Nel frattempo, in Ticino si prosegue con politiche di austerità. Tra il 2015 e il 2017, oltre 23’000 persone hanno perso i sussidi Ripam; tra il 2016 e il 2018, la spesa per assegni integrativi e di prima infanzia è calata del 65%. Nel 2024, il preventivo cantonale ha previsto nuovi tagli: -2% agli stipendi del pubblico impiego, riduzioni al sostegno alle persone con disabilità, e un’ulteriore sforbiciata ai sussidi Ripam, fermata solo grazie alla mobilitazione popolare. Una piccola vittoria, ma il messaggio è chiaro: in tempo di crisi, si tagliano i diritti sociali. Il 4 aprile, Christian Vitta e Ignazio Cassis hanno annunciato una misura-tampone: il ricorso al lavoro ridotto. Utile, ma insufficiente. Perché mentre si parla di “aiuti alle aziende”, nessuno discute davvero di come sostenere lavoratori precari, madri sole, giovani su chiamata, artigiani sotto pressione.

La vera domanda non è solo come salvare l’export, ma chi vogliamo proteggere. Se la risposta è ancora “i grandi gruppi, sperando che l’effetto cascata arrivi a tutti”, allora abbiamo già perso. Serve una politica pubblica che metta al centro la protezione dei redditi popolari, i servizi essenziali e i diritti sociali.
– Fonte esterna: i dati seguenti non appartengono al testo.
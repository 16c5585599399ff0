//! Lexing a string into tokens.

mod token;

pub use token::{KEYWORDS, LongIdent, MODULE_KEYWORDS, Token, TokenKind, keyword};

use diagnostic::{Code, Severity};
use lex_util::{advance_while, block_comment, is_whitespace, string};
use std::fmt;
use str_util::{Name, SmolStr};

/// Options for lexing.
#[derive(Debug, Default, Clone, Copy)]
pub struct Options {
  /// Allow non-ASCII letters in identifiers and characters above 255 in strings.
  pub allow_unicode: bool,
  /// Emit comments as tokens instead of skipping them.
  pub allow_comment_token: bool,
}

/// An error kind.
#[derive(Debug, Clone, Copy, PartialEq, Eq)]
pub enum ErrorKind {
  /// A character that may not appear outside of strings and comments.
  InvalidSource(char),
  /// A comment with no matching `*)` before the end of the input.
  UnclosedComment,
  /// A string or char with no closing `"` before the end of the input.
  UnclosedString,
  /// A lone `'`.
  IncompleteTyVar,
  /// A char constant whose length was not 1.
  WrongLenCharLit,
  /// A numeric constant that does not fit.
  OutOfRange,
  /// A malformed escape in a string.
  InvalidEscape,
  /// Non-whitespace in a `\ ... \` gap.
  NonWhitespaceInContinuation,
  /// An unescaped control character in a string.
  ControlChar,
  /// A character that needs `allow_unicode`.
  Unicode,
  /// A malformed qualified identifier.
  InvalidLongIdent,
}

/// An error encountered when lexing.
#[derive(Debug, Clone, PartialEq, Eq)]
pub struct Error {
  pos: usize,
  kind: ErrorKind,
}

impl fmt::Display for Error {
  fn fmt(&self, f: &mut fmt::Formatter<'_>) -> fmt::Result {
    match self.kind {
      ErrorKind::InvalidSource(c) => write!(f, "invalid source character: {c:?}"),
      ErrorKind::UnclosedComment => f.write_str("unclosed comment"),
      ErrorKind::UnclosedString => f.write_str("unclosed string literal"),
      ErrorKind::IncompleteTyVar => f.write_str("incomplete type variable"),
      ErrorKind::WrongLenCharLit => f.write_str("character literal must have length 1"),
      ErrorKind::OutOfRange => f.write_str("numeric constant out of range"),
      ErrorKind::InvalidEscape => f.write_str("invalid string escape"),
      ErrorKind::NonWhitespaceInContinuation => {
        f.write_str("non-whitespace in string continuation")
      }
      ErrorKind::ControlChar => f.write_str("unescaped control character in string"),
      ErrorKind::Unicode => f.write_str("unicode characters are not allowed here"),
      ErrorKind::InvalidLongIdent => f.write_str("invalid qualified identifier"),
    }
  }
}

impl Error {
  /// Returns the byte offset for this.
  #[must_use]
  pub fn pos(&self) -> usize {
    self.pos
  }

  /// Returns the kind for this.
  #[must_use]
  pub fn kind(&self) -> ErrorKind {
    self.kind
  }

  /// Returns whether more input could make this go away.
  #[must_use]
  pub fn is_incomplete(&self) -> bool {
    matches!(self.kind, ErrorKind::UnclosedComment | ErrorKind::UnclosedString)
  }

  /// Returns the code for this.
  #[must_use]
  pub fn code(&self) -> Code {
    match self.kind {
      ErrorKind::InvalidSource(_) => Code::n(2001),
      ErrorKind::UnclosedComment => Code::n(2002),
      ErrorKind::IncompleteTyVar => Code::n(2003),
      ErrorKind::UnclosedString => Code::n(2004),
      ErrorKind::WrongLenCharLit => Code::n(2006),
      ErrorKind::OutOfRange => Code::n(2007),
      ErrorKind::InvalidEscape => Code::n(2008),
      ErrorKind::NonWhitespaceInContinuation => Code::n(2009),
      ErrorKind::ControlChar => Code::n(2010),
      ErrorKind::Unicode => Code::n(2011),
      ErrorKind::InvalidLongIdent => Code::n(2012),
    }
  }

  /// Returns the severity for this.
  #[must_use]
  pub fn severity(&self) -> Severity {
    Severity::Error
  }
}

/// Lexes the whole input.
///
/// # Errors
///
/// On the first invalid or incomplete token.
pub fn get(s: &str, options: &Options) -> Result<Vec<Token>, Error> {
  let mut st = St { s, bs: s.as_bytes(), i: 0, options: *options };
  let mut tokens = Vec::new();
  loop {
    advance_while(&mut st.i, st.bs, is_whitespace);
    if st.i >= st.bs.len() {
      break;
    }
    let start = st.i;
    match block_comment::get(&mut st.i, st.bs) {
      Ok(None) => {}
      Ok(Some(block_comment::Consumed)) => {
        if st.options.allow_comment_token {
          tokens.push(st.token(start, TokenKind::Comment));
        }
        continue;
      }
      Err(block_comment::UnclosedError) => return Err(st.err(start, ErrorKind::UnclosedComment)),
    }
    let kind = go(&mut st)?;
    assert!(start < st.i, "lexer failed to advance");
    let tok = st.token(start, kind);
    let tok = long_ident(&mut st, tok)?;
    tokens.push(tok);
  }
  Ok(tokens)
}

/// The context.
struct St<'a> {
  s: &'a str,
  bs: &'a [u8],
  i: usize,
  options: Options,
}

impl St<'_> {
  fn token(&self, start: usize, kind: TokenKind) -> Token {
    Token { kind, pos: start, text: SmolStr::new(&self.s[start..self.i]) }
  }

  fn err(&self, pos: usize, kind: ErrorKind) -> Error {
    Error { pos, kind }
  }

  fn cur_char(&self) -> Option<char> {
    self.s.get(self.i..).and_then(|s| s.chars().next())
  }

  /// returns the length in bytes of the alphanumeric-class char at `i`, if it is one.
  fn alpha_num_len(&self, i: usize) -> Option<usize> {
    let &b = self.bs.get(i)?;
    if b.is_ascii_alphanumeric() || b == b'\'' || b == b'_' {
      return Some(1);
    }
    if b.is_ascii() || !self.options.allow_unicode {
      return None;
    }
    let c = self.s.get(i..)?.chars().next()?;
    c.is_alphabetic().then(|| c.len_utf8())
  }

  fn advance_alpha_num(&mut self) {
    while let Some(n) = self.alpha_num_len(self.i) {
      self.i += n;
    }
  }

  fn is_letter(&self, i: usize) -> bool {
    match self.bs.get(i) {
      Some(b) if b.is_ascii() => b.is_ascii_alphabetic(),
      Some(_) => {
        self.options.allow_unicode
          && self.s.get(i..).and_then(|s| s.chars().next()).is_some_and(char::is_alphabetic)
      }
      None => false,
    }
  }
}

/// lexes one token that is not a comment, starting at a non-whitespace byte.
fn go(st: &mut St<'_>) -> Result<TokenKind, Error> {
  let start = st.i;
  let b = st.bs[st.i];
  // numbers. note `~3` is one token but `~ 3` is two.
  if b.is_ascii_digit() || (b == b'~' && st.bs.get(st.i + 1).is_some_and(u8::is_ascii_digit)) {
    return number(st);
  }
  // strings and chars
  if b == b'"' {
    return Ok(TokenKind::String(SmolStr::new(string(st)?)));
  }
  if b == b'#' && st.bs.get(st.i + 1) == Some(&b'"') {
    st.i += 1;
    let s = string(st)?;
    let mut cs = s.chars();
    return match (cs.next(), cs.next()) {
      (Some(c), None) => Ok(TokenKind::Char(c)),
      _ => Err(st.err(start, ErrorKind::WrongLenCharLit)),
    };
  }
  // type variables
  if b == b'\'' {
    st.i += 1;
    let eq = st.bs.get(st.i) == Some(&b'\'');
    st.advance_alpha_num();
    if st.i == start + 1 || (eq && st.i == start + 2) {
      return Err(st.err(start, ErrorKind::IncompleteTyVar));
    }
    let name = Name::new(&st.s[start..st.i]);
    return Ok(if eq { TokenKind::EqTyVar(name) } else { TokenKind::TyVar(name) });
  }
  // alphanumeric identifiers and keywords
  if st.is_letter(st.i) {
    st.advance_alpha_num();
    let text = &st.s[start..st.i];
    return Ok(match keyword(text) {
      Some(k) => TokenKind::Keyword(k),
      None => TokenKind::AlnumIdent(Name::new(text)),
    });
  }
  // symbolic identifiers and keywords
  if is_symbolic(b) {
    advance_while(&mut st.i, st.bs, is_symbolic);
    return Ok(symbolic_kind(&st.s[start..st.i]));
  }
  // punctuation
  if st.bs[st.i..].starts_with(b"...") {
    st.i += 3;
    return Ok(TokenKind::Keyword("..."));
  }
  if let Some(k) = matches!(b, b'(' | b')' | b'[' | b']' | b'{' | b'}' | b',' | b';' | b'_')
    .then(|| keyword(&st.s[st.i..=st.i]))
    .flatten()
  {
    st.i += 1;
    return Ok(TokenKind::Keyword(k));
  }
  let c = st.cur_char().unwrap_or(char::REPLACEMENT_CHARACTER);
  Err(st.err(start, ErrorKind::InvalidSource(c)))
}

fn symbolic_kind(text: &str) -> TokenKind {
  match text {
    "=" => TokenKind::Equals,
    "*" => TokenKind::Star,
    _ => match keyword(text) {
      Some(k) => TokenKind::Keyword(k),
      None => TokenKind::Ident(Name::new(text)),
    },
  }
}

fn string(st: &mut St<'_>) -> Result<String, Error> {
  let res = string::get(&mut st.i, st.s, st.options.allow_unicode);
  match res.error {
    None => Ok(res.value),
    Some((pos, e)) => {
      let kind = match e {
        string::Error::Unclosed => ErrorKind::UnclosedString,
        string::Error::InvalidEscape => ErrorKind::InvalidEscape,
        string::Error::NonWhitespaceInContinuation => ErrorKind::NonWhitespaceInContinuation,
        string::Error::ControlChar => ErrorKind::ControlChar,
        string::Error::Unicode => ErrorKind::Unicode,
      };
      Err(st.err(pos, kind))
    }
  }
}

fn number(st: &mut St<'_>) -> Result<TokenKind, Error> {
  let start = st.i;
  let neg = st.bs[st.i] == b'~';
  if neg {
    st.i += 1;
  }
  let after_sign = st.i;
  let at = |st: &St<'_>, i: usize| st.bs.get(i).copied();
  if at(st, st.i) == Some(b'0') {
    match (at(st, st.i + 1), at(st, st.i + 2), at(st, st.i + 3)) {
      (Some(b'w'), Some(b'x'), Some(h)) if h.is_ascii_hexdigit() && !neg => {
        st.i += 3;
        return word(st, start, 16);
      }
      (Some(b'w'), Some(d), _) if d.is_ascii_digit() && !neg => {
        st.i += 2;
        return word(st, start, 10);
      }
      (Some(b'x'), Some(h), _) if h.is_ascii_hexdigit() => {
        st.i += 2;
        let s = st.i;
        advance_while(&mut st.i, st.bs, |b| b.is_ascii_hexdigit());
        let n = sml_scon::parse_int(&st.s[s..st.i], 16, neg);
        return n.map(TokenKind::Int).map_err(|_| st.err(start, ErrorKind::OutOfRange));
      }
      (Some(b'w'), _, _) if neg => cov_mark::hit("neg_word"),
      _ => {}
    }
  }
  advance_while(&mut st.i, st.bs, |b| b.is_ascii_digit());
  let int_end = st.i;
  let mut is_real = false;
  if at(st, st.i) == Some(b'.') && at(st, st.i + 1).is_some_and(|b| b.is_ascii_digit()) {
    is_real = true;
    st.i += 1;
    advance_while(&mut st.i, st.bs, |b| b.is_ascii_digit());
  }
  if let Some(b'e' | b'E') = at(st, st.i) {
    let exp_start = if at(st, st.i + 1) == Some(b'~') { st.i + 2 } else { st.i + 1 };
    if at(st, exp_start).is_some_and(|b| b.is_ascii_digit()) {
      is_real = true;
      st.i = exp_start;
      advance_while(&mut st.i, st.bs, |b| b.is_ascii_digit());
    }
  }
  if is_real {
    let text = st.s[start..st.i].replace('~', "-");
    return text
      .parse::<f64>()
      .map(TokenKind::Real)
      .map_err(|_| st.err(start, ErrorKind::OutOfRange));
  }
  let digits = &st.s[after_sign..int_end];
  let n = sml_scon::parse_int(digits, 10, neg).map_err(|_| st.err(start, ErrorKind::OutOfRange))?;
  if !neg && !digits.starts_with('0') {
    Ok(TokenKind::Numeric(n))
  } else {
    Ok(TokenKind::Int(n))
  }
}

fn word(st: &mut St<'_>, start: usize, radix: u32) -> Result<TokenKind, Error> {
  let s = st.i;
  advance_while(&mut st.i, st.bs, |b| char::from(b).is_digit(radix));
  sml_scon::parse_word(&st.s[s..st.i], radix)
    .map(TokenKind::Word)
    .map_err(|_| st.err(start, ErrorKind::OutOfRange))
}

/// combines `tok` with any `.`-separated parts that follow it into a long identifier.
fn long_ident(st: &mut St<'_>, tok: Token) -> Result<Token, Error> {
  if !matches!(tok.kind, TokenKind::AlnumIdent(_)) || st.bs.get(st.i) != Some(&b'.') {
    return Ok(tok);
  }
  if st.bs[st.i..].starts_with(b"...") {
    return Ok(tok);
  }
  cov_mark::hit("long_ident");
  let start = tok.pos;
  let mut qualifiers = vec![tok];
  loop {
    // skip the dot.
    st.i += 1;
    let seg_start = st.i;
    let seg = if st.is_letter(st.i) {
      st.advance_alpha_num();
      let text = &st.s[seg_start..st.i];
      if keyword(text).is_some() {
        return Err(st.err(start, ErrorKind::InvalidLongIdent));
      }
      st.token(seg_start, TokenKind::AlnumIdent(Name::new(text)))
    } else if st.bs.get(st.i).copied().is_some_and(is_symbolic) {
      advance_while(&mut st.i, st.bs, is_symbolic);
      let kind = symbolic_kind(&st.s[seg_start..st.i]);
      if !matches!(kind, TokenKind::Ident(_) | TokenKind::Star) {
        return Err(st.err(start, ErrorKind::InvalidLongIdent));
      }
      let id = st.token(seg_start, kind);
      return Ok(finish_long(st, start, qualifiers, id));
    } else {
      return Err(st.err(start, ErrorKind::InvalidLongIdent));
    };
    if st.bs.get(st.i) == Some(&b'.') && !st.bs[st.i..].starts_with(b"...") {
      qualifiers.push(seg);
    } else {
      return Ok(finish_long(st, start, qualifiers, seg));
    }
  }
}

fn finish_long(st: &St<'_>, start: usize, qualifiers: Vec<Token>, id: Token) -> Token {
  let kind = TokenKind::LongIdent(LongIdent { qualifiers, id: Box::new(id) });
  Token { kind, pos: start, text: SmolStr::new(&st.s[start..st.i]) }
}

fn is_symbolic(b: u8) -> bool {
  matches!(
    b,
    b'!'
      | b'%'
      | b'&'
      | b'$'
      | b'#'
      | b'+'
      | b'-'
      | b'/'
      | b':'
      | b'<'
      | b'='
      | b'>'
      | b'?'
      | b'@'
      | b'\\'
      | b'~'
      | b'`'
      | b'^'
      | b'|'
      | b'*'
  )
}
//! See [`St`].

use crate::error::{Error, ErrorKind, Warning, WarningKind};
use crate::pat_match;
use crate::Options;
use sml_hir::MatchFlavor;
use sml_state::State;
use sml_statics_types::env::TyConInfo;
use sml_statics_types::subst::{Subst, UnifyCx, UnifyError};
use sml_statics_types::ty::{Equality, FixedVar, Ty, TyCon};
use str_util::Name;

/// The counter for type constructor generation ids. Not a valid SML identifier.
const TY_CON_COUNTER: &str = "%ty-con";

/// The mutable state.
#[derive(Debug)]
pub(crate) struct St<'a> {
  pub(crate) subst: Subst,
  pub(crate) options: &'a Options,
  /// the state everything is being elaborated into. all counters live here.
  pub(crate) top: State,
  warnings: Vec<Warning>,
  matches: Vec<Match>,
  fixed_id: u32,
  dummies: u32,
  /// how many functor bodies we are in.
  pub(crate) functor_depth: usize,
  /// how many functor applications we are in. their bodies were already checked when declared,
  /// so warnings are not reported again.
  pub(crate) replaying: usize,
}

impl<'a> St<'a> {
  pub(crate) fn new(options: &'a Options, top: State) -> Self {
    Self {
      subst: Subst::default(),
      options,
      top,
      warnings: Vec::new(),
      matches: Vec::new(),
      fixed_id: 0,
      dummies: 0,
      functor_depth: 0,
      replaying: 0,
    }
  }

  /// Unifies `want` and `got`, reporting errors at `pos`.
  pub(crate) fn unify(
    &mut self,
    state: &State,
    pos: usize,
    want: &Ty,
    got: &Ty,
  ) -> Result<(), Error> {
    let equality = |tc: &TyCon| state.ty_con_equality(tc);
    let cx = UnifyCx { equality: &equality, real_equality: self.options.real_equality };
    match self.subst.unify(&cx, want, got) {
      Ok(()) => Ok(()),
      Err(e) => Err(self.unify_error(pos, e)),
    }
  }

  /// Requires that `ty` admit equality.
  pub(crate) fn make_equality(&mut self, state: &State, pos: usize, ty: &Ty) -> Result<(), Error> {
    let equality = |tc: &TyCon| state.ty_con_equality(tc);
    let cx = UnifyCx { equality: &equality, real_equality: self.options.real_equality };
    match self.subst.make_equality(&cx, ty) {
      Ok(()) => Ok(()),
      Err(e) => Err(self.unify_error(pos, e)),
    }
  }

  fn unify_error(&self, pos: usize, e: UnifyError) -> Error {
    let kind = match e {
      UnifyError::Circularity(mv, ty) => {
        ErrorKind::Circularity(self.subst.display(&Ty::MetaVar(mv)), self.subst.display(&ty))
      }
      UnifyError::Mismatch(want, got) => {
        ErrorKind::IncompatibleTys(self.subst.display(&want), self.subst.display(&got))
      }
      UnifyError::NotEquality(ty) => ErrorKind::NotEquality(self.subst.display(&ty)),
      UnifyError::NotOverload(ov, ty) => ErrorKind::NotOverload(ov, self.subst.display(&ty)),
      UnifyError::MissingRow(lab, ty) => ErrorKind::MissingRow(lab, self.subst.display(&ty)),
    };
    Error { pos, kind }
  }

  /// Returns a fresh fixed type variable.
  pub(crate) fn fresh_fixed(&mut self, name: Name) -> FixedVar {
    self.fixed_id += 1;
    FixedVar { id: self.fixed_id, name }
  }

  /// Returns a type constructor with a new generation id.
  pub(crate) fn fresh_ty_con(&mut self, name: Name) -> TyCon {
    let id = self.top.counter(TY_CON_COUNTER) + 1;
    self.top.set_counter(Name::new(TY_CON_COUNTER), id);
    TyCon { name, id }
  }

  /// Returns a fresh dummy type for a meta variable left over at the top level, and registers it
  /// in `state`.
  pub(crate) fn fresh_dummy(&mut self, state: &State, equality: bool) -> TyCon {
    self.dummies += 1;
    let tc = self.fresh_ty_con(Name::new(format!("?.X{}", self.dummies)));
    let equality = if equality { Equality::Always } else { Equality::Never };
    state.set_ty_con_info(tc.clone(), TyConInfo { arity: 0, equality, cons: Vec::new() });
    tc
  }

  pub(crate) fn warn(&mut self, pos: usize, kind: WarningKind) {
    if self.replaying == 0 {
      self.warnings.push(Warning { pos, kind });
    }
  }

  /// Records a match to check for exhaustiveness and redundancy once types are known.
  pub(crate) fn insert_match(
    &mut self,
    state: &State,
    pos: usize,
    kind: MatchKind,
    pats: Vec<pat_match::Pat>,
    displays: Vec<String>,
  ) {
    if self.replaying == 0 {
      self.matches.push(Match { pos, kind, pats, displays, state: state.clone() });
    }
  }

  /// Checks the recorded matches and returns all the warnings, in order of position.
  pub(crate) fn finish(mut self) -> Vec<Warning> {
    for m in std::mem::take(&mut self.matches) {
      let pats: Vec<_> = m.pats.into_iter().map(|p| p.resolve(&self.subst)).collect();
      let ck = pat_match::Checker { state: &m.state };
      match m.kind {
        MatchKind::Bind => {
          if !ck.is_exhaustive(&pats) {
            self.warn(m.pos, WarningKind::NonExhaustiveBinding);
          }
        }
        MatchKind::Arms(flavor) => {
          if flavor == MatchFlavor::Derived {
            continue;
          }
          let res = ck.check_arms(&pats, &m.displays);
          if let Some(pat) = res.duplicate {
            self.warn(m.pos, WarningKind::DuplicateRule(pat));
          }
          if let Some(pat) = res.rules_after_unused {
            self.warn(m.pos, WarningKind::RulesAfterUnused(pat));
          }
          if !res.exhaustive && flavor != MatchFlavor::Handle {
            self.warn(m.pos, WarningKind::NonExhaustiveMatch);
          }
        }
      }
    }
    self.warnings.sort_by_key(|w| w.pos);
    self.warnings
  }
}

#[derive(Debug)]
struct Match {
  pos: usize,
  kind: MatchKind,
  pats: Vec<pat_match::Pat>,
  displays: Vec<String>,
  state: State,
}

/// What a match to check came from.
#[derive(Debug, Clone, Copy)]
pub(crate) enum MatchKind {
  /// A `val` binding.
  Bind,
  /// Some arms.
  Arms(MatchFlavor),
}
Significa difendere i salari reali, garantire ammortizzatori forti, investire nei servizi pubblici, bloccare l’aumento dei beni essenziali, costruire un piano industriale orientato alla riconversione ecologica e sociale. Se non agiamo subito, le conseguenze non saranno solo economiche. La rabbia cresce nel vuoto delle risposte. E quando le istituzioni sembrano più vicine alle multinazionali che ai cittadini, si apre la strada a populismi e sfiducia. La crisi globale non la controlliamo. Ma possiamo decidere da che parte stare.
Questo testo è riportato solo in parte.